- _WHAT TO WORK ON_: The job is to find each line of the records below that includes the word "extend" and copy it.

(Saved data entries)
>>>
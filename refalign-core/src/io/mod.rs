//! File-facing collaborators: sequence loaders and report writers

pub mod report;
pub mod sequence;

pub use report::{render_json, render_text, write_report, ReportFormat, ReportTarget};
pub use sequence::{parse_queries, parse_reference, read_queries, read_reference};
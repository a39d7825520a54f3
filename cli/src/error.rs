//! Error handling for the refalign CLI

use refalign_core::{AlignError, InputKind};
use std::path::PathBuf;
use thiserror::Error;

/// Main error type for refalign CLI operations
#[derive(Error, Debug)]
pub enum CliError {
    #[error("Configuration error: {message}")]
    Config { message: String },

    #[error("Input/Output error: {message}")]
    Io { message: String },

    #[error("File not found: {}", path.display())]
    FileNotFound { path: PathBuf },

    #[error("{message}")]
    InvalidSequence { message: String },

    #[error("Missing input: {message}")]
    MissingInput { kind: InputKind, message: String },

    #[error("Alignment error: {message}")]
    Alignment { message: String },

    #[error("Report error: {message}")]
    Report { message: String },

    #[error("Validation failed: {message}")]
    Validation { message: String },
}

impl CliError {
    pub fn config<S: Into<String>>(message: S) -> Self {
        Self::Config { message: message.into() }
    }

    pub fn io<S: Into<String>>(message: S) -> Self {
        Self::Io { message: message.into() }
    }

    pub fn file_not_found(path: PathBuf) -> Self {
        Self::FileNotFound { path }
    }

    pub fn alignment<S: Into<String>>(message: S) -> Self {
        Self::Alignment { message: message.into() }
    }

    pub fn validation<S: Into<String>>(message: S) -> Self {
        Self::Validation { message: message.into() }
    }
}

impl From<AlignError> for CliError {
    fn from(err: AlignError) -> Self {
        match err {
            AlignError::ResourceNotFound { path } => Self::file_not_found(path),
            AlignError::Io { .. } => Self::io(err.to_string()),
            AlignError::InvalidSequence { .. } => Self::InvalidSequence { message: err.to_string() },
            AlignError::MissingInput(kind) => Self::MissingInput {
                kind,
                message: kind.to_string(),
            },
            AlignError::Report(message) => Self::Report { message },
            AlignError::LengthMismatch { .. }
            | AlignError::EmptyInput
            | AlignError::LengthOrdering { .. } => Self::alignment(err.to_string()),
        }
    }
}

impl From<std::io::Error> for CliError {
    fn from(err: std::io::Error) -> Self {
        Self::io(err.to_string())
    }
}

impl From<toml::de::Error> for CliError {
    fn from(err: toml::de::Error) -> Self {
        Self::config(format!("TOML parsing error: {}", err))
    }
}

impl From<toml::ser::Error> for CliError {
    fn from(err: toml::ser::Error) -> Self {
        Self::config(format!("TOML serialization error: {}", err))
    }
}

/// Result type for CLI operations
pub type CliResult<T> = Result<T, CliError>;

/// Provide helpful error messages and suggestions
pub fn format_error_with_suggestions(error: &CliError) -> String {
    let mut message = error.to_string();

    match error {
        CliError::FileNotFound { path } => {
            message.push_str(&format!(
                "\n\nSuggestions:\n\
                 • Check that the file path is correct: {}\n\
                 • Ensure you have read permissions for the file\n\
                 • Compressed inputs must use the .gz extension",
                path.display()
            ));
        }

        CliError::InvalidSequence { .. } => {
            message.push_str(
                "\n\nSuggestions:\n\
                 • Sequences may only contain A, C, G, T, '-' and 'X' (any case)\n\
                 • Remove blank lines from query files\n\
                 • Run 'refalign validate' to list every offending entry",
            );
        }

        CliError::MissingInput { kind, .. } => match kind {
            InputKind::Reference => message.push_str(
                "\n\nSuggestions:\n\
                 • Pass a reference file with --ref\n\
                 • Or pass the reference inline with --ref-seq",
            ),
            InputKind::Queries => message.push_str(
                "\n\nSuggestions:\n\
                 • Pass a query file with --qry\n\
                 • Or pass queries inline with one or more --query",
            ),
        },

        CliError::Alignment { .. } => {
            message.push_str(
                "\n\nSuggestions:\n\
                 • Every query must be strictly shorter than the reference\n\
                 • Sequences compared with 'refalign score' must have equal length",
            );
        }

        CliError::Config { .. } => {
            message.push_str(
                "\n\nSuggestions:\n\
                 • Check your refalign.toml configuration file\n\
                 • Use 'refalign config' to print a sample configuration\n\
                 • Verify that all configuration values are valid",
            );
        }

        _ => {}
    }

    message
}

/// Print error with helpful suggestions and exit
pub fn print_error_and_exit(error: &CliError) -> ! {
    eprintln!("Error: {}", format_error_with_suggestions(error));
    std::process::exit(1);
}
<<<
>>>
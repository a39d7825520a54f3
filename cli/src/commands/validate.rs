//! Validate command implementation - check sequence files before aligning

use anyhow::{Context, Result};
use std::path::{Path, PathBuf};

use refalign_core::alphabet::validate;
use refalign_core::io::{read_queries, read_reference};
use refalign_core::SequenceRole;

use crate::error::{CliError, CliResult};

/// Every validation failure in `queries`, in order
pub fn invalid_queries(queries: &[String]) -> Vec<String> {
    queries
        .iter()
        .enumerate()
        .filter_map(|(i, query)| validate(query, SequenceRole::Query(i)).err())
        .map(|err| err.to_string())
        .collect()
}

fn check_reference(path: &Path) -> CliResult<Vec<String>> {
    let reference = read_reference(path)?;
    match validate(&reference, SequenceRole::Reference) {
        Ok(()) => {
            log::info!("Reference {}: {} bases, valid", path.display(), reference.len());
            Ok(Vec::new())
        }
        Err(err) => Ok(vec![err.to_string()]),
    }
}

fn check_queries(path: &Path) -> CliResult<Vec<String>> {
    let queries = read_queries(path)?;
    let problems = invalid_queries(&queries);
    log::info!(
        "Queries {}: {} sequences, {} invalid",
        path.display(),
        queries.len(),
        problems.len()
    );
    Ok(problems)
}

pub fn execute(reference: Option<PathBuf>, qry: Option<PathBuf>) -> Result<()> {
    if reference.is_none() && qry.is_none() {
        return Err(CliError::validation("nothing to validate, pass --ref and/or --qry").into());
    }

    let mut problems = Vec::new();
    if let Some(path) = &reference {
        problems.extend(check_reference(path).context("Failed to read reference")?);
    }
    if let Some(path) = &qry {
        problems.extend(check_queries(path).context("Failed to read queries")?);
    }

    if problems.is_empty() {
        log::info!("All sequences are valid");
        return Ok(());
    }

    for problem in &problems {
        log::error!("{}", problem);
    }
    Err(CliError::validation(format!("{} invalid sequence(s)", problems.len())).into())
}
<<<
- _YOUR SOLUTION_:
        problems.extend(check_reference(path).context("Failed to read reference")?);
        problems.extend(check_queries(path).context("Failed to read queries")?);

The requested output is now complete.